Political Shifts in Lebanon / Nasrallah, the Street and Iran

Iran and Saudi Arabia might still be able to stop the display of force threatening to break out in Lebanon's streets in the wake of the resignation of Hezbollah and Amal ministers.

Each one, however, affects only one of the rival parties. Saudi Arabia has influence over the majority in the cabinet, Prime Minister Fouad Siniora and parliamentary majority leader Sa'ad Hariri, while Iran can sway Hezbollah and Amal. Only the countries of influence can solve the crisis now. If they do not act swiftly to bring about a compromise, the street demonstrations that Hezbollah is threatening to catalyze will begin with demands for a national unity government in which Hezbollah and Amal hold one-third of the cabinet seats and the attendant veto power. Those demands could develop into pressure for new elections, violent clashes and perhaps even the renewal of civil war.

The cabinet crisis began brewing this summer at the end of the war and expanded to its current proportions as the date approached for putting together the international tribunal for those charged with Rafik Hariri's murder. On Friday, when the United Nations submitted its final draft on the court, the political crisis had clearly reached the point of no return.

While Siniora and the anti-Syrian majority had approved the UN resolution in principle, the pro-Syrian President Emile Lahoud, together with Hezbollah and Amal, rejected it. They want to postpone the tribunal's creation or at least set the terms of its activity. But the tribunal flap is only another pretext, that cannot hide the real reason for the crisis initiated by Hassan Nasrallah. The secretary-general of Hezbollah seeks to create a new government in Lebanon that is based on a Shi'ite coalition allied with Lebanese Christian leader Michel Aoun, to reduce the power of Hariri-supporter and Druze leader Walid Jumblatt. This would also guarantee Lahoud's continued presidency.
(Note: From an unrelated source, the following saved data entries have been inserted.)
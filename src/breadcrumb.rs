//! Breadcrumb hierarchy derived from page URLs.
//!
//! # Parent Rule
//!
//! A page's parent is the page whose URL equals its own URL with the last
//! `/`-delimited segment removed:
//!
//! ```text
//! /                    home (synthetic root, never a parent)
//! /shop/               parent: none (rootless)
//! /shop/widgets/       parent: /shop/
//! /blog/2025/post/     parent: /blog/2025/ if such a page exists, else none
//! ```
//!
//! URLs are compared after normalization: absolute URLs are reduced to their
//! path, query and fragment are dropped, and a trailing `/` is ignored. When
//! two pages share a URL the first one listed wins.

use crate::{
    schema::breadcrumb_list,
    settings::{Scope, SettingsRecord, fields},
    site::SiteIdentity,
    value::Fields,
};
use rustc_hash::{FxHashMap, FxHashSet};
use serde::{Deserialize, Serialize};
use serde_json::{Value, json};

// ============================================================================
// Page Descriptors
// ============================================================================

/// Content kind of a page, as reported by the host.
#[derive(Debug, Clone, Copy, Default, PartialEq, Eq, Serialize, Deserialize)]
#[serde(rename_all = "lowercase")]
pub enum PageKind {
    Home,
    #[default]
    Page,
    Post,
    /// Placeholder entry standing for the global scope.
    Global,
}

/// Page metadata supplied by the host environment.
#[derive(Debug, Clone, PartialEq, Eq, Serialize, Deserialize)]
pub struct PageDescriptor {
    pub id: String,
    #[serde(default)]
    pub title: String,
    #[serde(default)]
    pub url: String,
    #[serde(rename = "type", default)]
    pub kind: PageKind,
}

impl PageDescriptor {
    pub fn new(id: impl Into<String>, title: impl Into<String>, url: impl Into<String>, kind: PageKind) -> Self {
        Self {
            id: id.into(),
            title: title.into(),
            url: url.into(),
            kind,
        }
    }

    /// Root-relative path of this page's URL.
    pub fn path(&self) -> String {
        root_relative(&self.url)
    }

    /// Home and global placeholder pages never take part in parenting.
    fn is_parentable(&self) -> bool {
        !matches!(self.kind, PageKind::Home | PageKind::Global) && match_key(&self.url) != "/"
    }
}

/// Reduce a URL to its root-relative path, keeping a trailing `/`.
pub fn root_relative(url: &str) -> String {
    let url = url.trim();
    let without_origin = match url.find("://") {
        Some(scheme_end) => {
            let rest = &url[scheme_end + 3..];
            rest.find('/').map_or("/", |slash| &rest[slash..])
        }
        None => url,
    };
    let path = without_origin
        .split(['?', '#'])
        .next()
        .unwrap_or_default();
    if path.starts_with('/') {
        path.to_owned()
    } else {
        format!("/{path}")
    }
}

/// Comparison key: root-relative path without a trailing `/`.
fn match_key(url: &str) -> String {
    let path = root_relative(url);
    let trimmed = path.trim_end_matches('/');
    if trimmed.is_empty() {
        "/".to_owned()
    } else {
        trimmed.to_owned()
    }
}

/// Key of the parent URL, or `None` for top-level paths.
fn parent_key(key: &str) -> Option<String> {
    let (parent, _) = key.rsplit_once('/')?;
    (!parent.is_empty()).then(|| parent.to_owned())
}

// ============================================================================
// Hierarchy
// ============================================================================

/// Derived position of one page in the hierarchy. Never persisted.
#[derive(Debug, Clone, PartialEq, Eq)]
pub struct Node {
    pub page: PageDescriptor,
    pub parent: Option<String>,
    /// Number of ancestors; rootless pages are at depth 0.
    pub depth: usize,
    pub children: Vec<String>,
}

/// Page id to node, with input order preserved for iteration.
#[derive(Debug, Clone, Default)]
pub struct Hierarchy {
    nodes: FxHashMap<String, Node>,
    order: Vec<String>,
}

impl Hierarchy {
    pub fn get(&self, id: &str) -> Option<&Node> {
        self.nodes.get(id)
    }

    /// Nodes in input order.
    pub fn iter(&self) -> impl Iterator<Item = &Node> {
        self.order.iter().filter_map(|id| self.nodes.get(id))
    }

    /// Ids of every page, in input order.
    pub fn ids(&self) -> impl Iterator<Item = &str> {
        self.order.iter().map(String::as_str)
    }

    pub fn len(&self) -> usize {
        self.order.len()
    }

    pub fn is_empty(&self) -> bool {
        self.order.is_empty()
    }
}

/// Link every page to its parent in a single pass over a URL lookup.
pub fn build_hierarchy(pages: &[PageDescriptor]) -> Hierarchy {
    let mut by_url: FxHashMap<String, &str> = FxHashMap::default();
    for page in pages.iter().filter(|page| page.is_parentable()) {
        by_url.entry(match_key(&page.url)).or_insert(&page.id);
    }

    let mut hierarchy = Hierarchy::default();
    for page in pages {
        if hierarchy.nodes.contains_key(&page.id) {
            continue;
        }
        let parent = if page.is_parentable() {
            parent_key(&match_key(&page.url))
                .and_then(|key| by_url.get(&key))
                .map(|id| (*id).to_owned())
                .filter(|id| id != &page.id)
        } else {
            None
        };
        hierarchy.order.push(page.id.clone());
        hierarchy.nodes.insert(
            page.id.clone(),
            Node {
                page: page.clone(),
                parent,
                depth: 0,
                children: Vec::new(),
            },
        );
    }

    // children and depth, in input order
    let links: Vec<(String, String)> = hierarchy
        .iter()
        .filter_map(|node| Some((node.parent.clone()?, node.page.id.clone())))
        .collect();
    for (parent, child) in links {
        if let Some(node) = hierarchy.nodes.get_mut(&parent) {
            node.children.push(child);
        }
    }
    let depths: Vec<(String, usize)> = hierarchy
        .order
        .iter()
        .map(|id| (id.clone(), ancestors(&hierarchy, id).count()))
        .collect();
    for (id, depth) in depths {
        if let Some(node) = hierarchy.nodes.get_mut(&id) {
            node.depth = depth;
        }
    }

    hierarchy
}

/// Walk parent pointers upward, nearest first.
fn ancestors<'a>(hierarchy: &'a Hierarchy, id: &str) -> impl Iterator<Item = &'a Node> {
    let mut current = hierarchy.get(id).and_then(|node| node.parent.as_deref());
    let mut remaining = hierarchy.len();
    std::iter::from_fn(move || {
        // parent URLs are strictly shorter, the bound only guards corrupt input
        remaining = remaining.checked_sub(1)?;
        let node = hierarchy.get(current?)?;
        current = node.parent.as_deref();
        Some(node)
    })
}

// ============================================================================
// Paths
// ============================================================================

/// Per-render breadcrumb options.
#[derive(Debug, Clone, Default, PartialEq, Eq)]
pub struct BreadcrumbOptions {
    /// Label of the synthetic home crumb; the site name when `None`.
    pub home_label: Option<String>,
    /// Custom label per page id.
    pub labels: FxHashMap<String, String>,
    /// Page ids left out of every path.
    pub excluded: FxHashSet<String>,
}

impl BreadcrumbOptions {
    /// Read labels and exclusions from a settings snapshot.
    ///
    /// Page scopes contribute `breadcrumb_label` and `breadcrumb_exclude`;
    /// the global scope contributes `breadcrumb_home_label`.
    pub fn from_settings(settings: &SettingsRecord) -> Self {
        let home_label = settings
            .scope(&Scope::Global)
            .and_then(|record| Fields::from_map(record).text(fields::BREADCRUMB_HOME_LABEL));

        let mut options = Self {
            home_label,
            ..Self::default()
        };
        for (scope, record) in settings.page_scopes() {
            let f = Fields::from_map(record);
            if let Some(label) = f.text(fields::BREADCRUMB_LABEL) {
                options.labels.insert(scope.key().to_owned(), label);
            }
            if f.flag(fields::BREADCRUMB_EXCLUDE) {
                options.excluded.insert(scope.key().to_owned());
            }
        }
        options
    }

    fn label_for(&self, page: &PageDescriptor) -> String {
        if let Some(label) = self.labels.get(&page.id) {
            return label.clone();
        }
        let title = page.title.trim();
        if !title.is_empty() {
            return title.to_owned();
        }
        // untitled pages fall back to their last URL segment
        match_key(&page.url)
            .rsplit('/')
            .next()
            .filter(|segment| !segment.is_empty())
            .unwrap_or(&page.id)
            .to_owned()
    }
}

/// One step of a breadcrumb trail.
#[derive(Debug, Clone, PartialEq, Eq, Serialize)]
pub struct Crumb {
    pub name: String,
    pub url: String,
}

/// Root-to-leaf trail for `id`, always starting with the synthetic home crumb.
///
/// Unknown ids and home pages yield the home crumb alone. Excluded pages are
/// skipped wherever they appear.
pub fn path_for(
    id: &str,
    hierarchy: &Hierarchy,
    site: &SiteIdentity,
    options: &BreadcrumbOptions,
) -> Vec<Crumb> {
    let home = Crumb {
        name: options
            .home_label
            .clone()
            .unwrap_or_else(|| site.name.clone()),
        url: site.url_for("/"),
    };

    let Some(node) = hierarchy.get(id).filter(|node| node.page.is_parentable()) else {
        return vec![home];
    };

    let mut trail: Vec<&Node> = std::iter::once(node)
        .chain(ancestors(hierarchy, id))
        .filter(|node| !options.excluded.contains(&node.page.id))
        .collect();
    trail.reverse();

    std::iter::once(home)
        .chain(trail.into_iter().map(|node| Crumb {
            name: options.label_for(&node.page),
            url: site.url_for(&node.page.path()),
        }))
        .collect()
}

/// `BreadcrumbList` document for a trail; `None` below two crumbs.
pub fn breadcrumb_document(path: &[Crumb]) -> Option<Value> {
    if path.len() < 2 {
        return None;
    }
    breadcrumb_list(&json!({ "items": path }))
}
Nasrallah is launching a conceptual revolution to vault Hezbollah into the center of power through political, rather than military, means. Whether or not Siniora and his allies accede to Nasrallah's demands, and whether or not new elections are held, Nasrallah now has the power to delay several critical measures. In addition to the suspension of the tribunal, the meeting of donor nations on Lebanon's post-war rehabilitation may be postponed in the absence of a responsible government, and in the future Nasrallah may be able to change the terms for implementing UN Security Council Resolution 1701.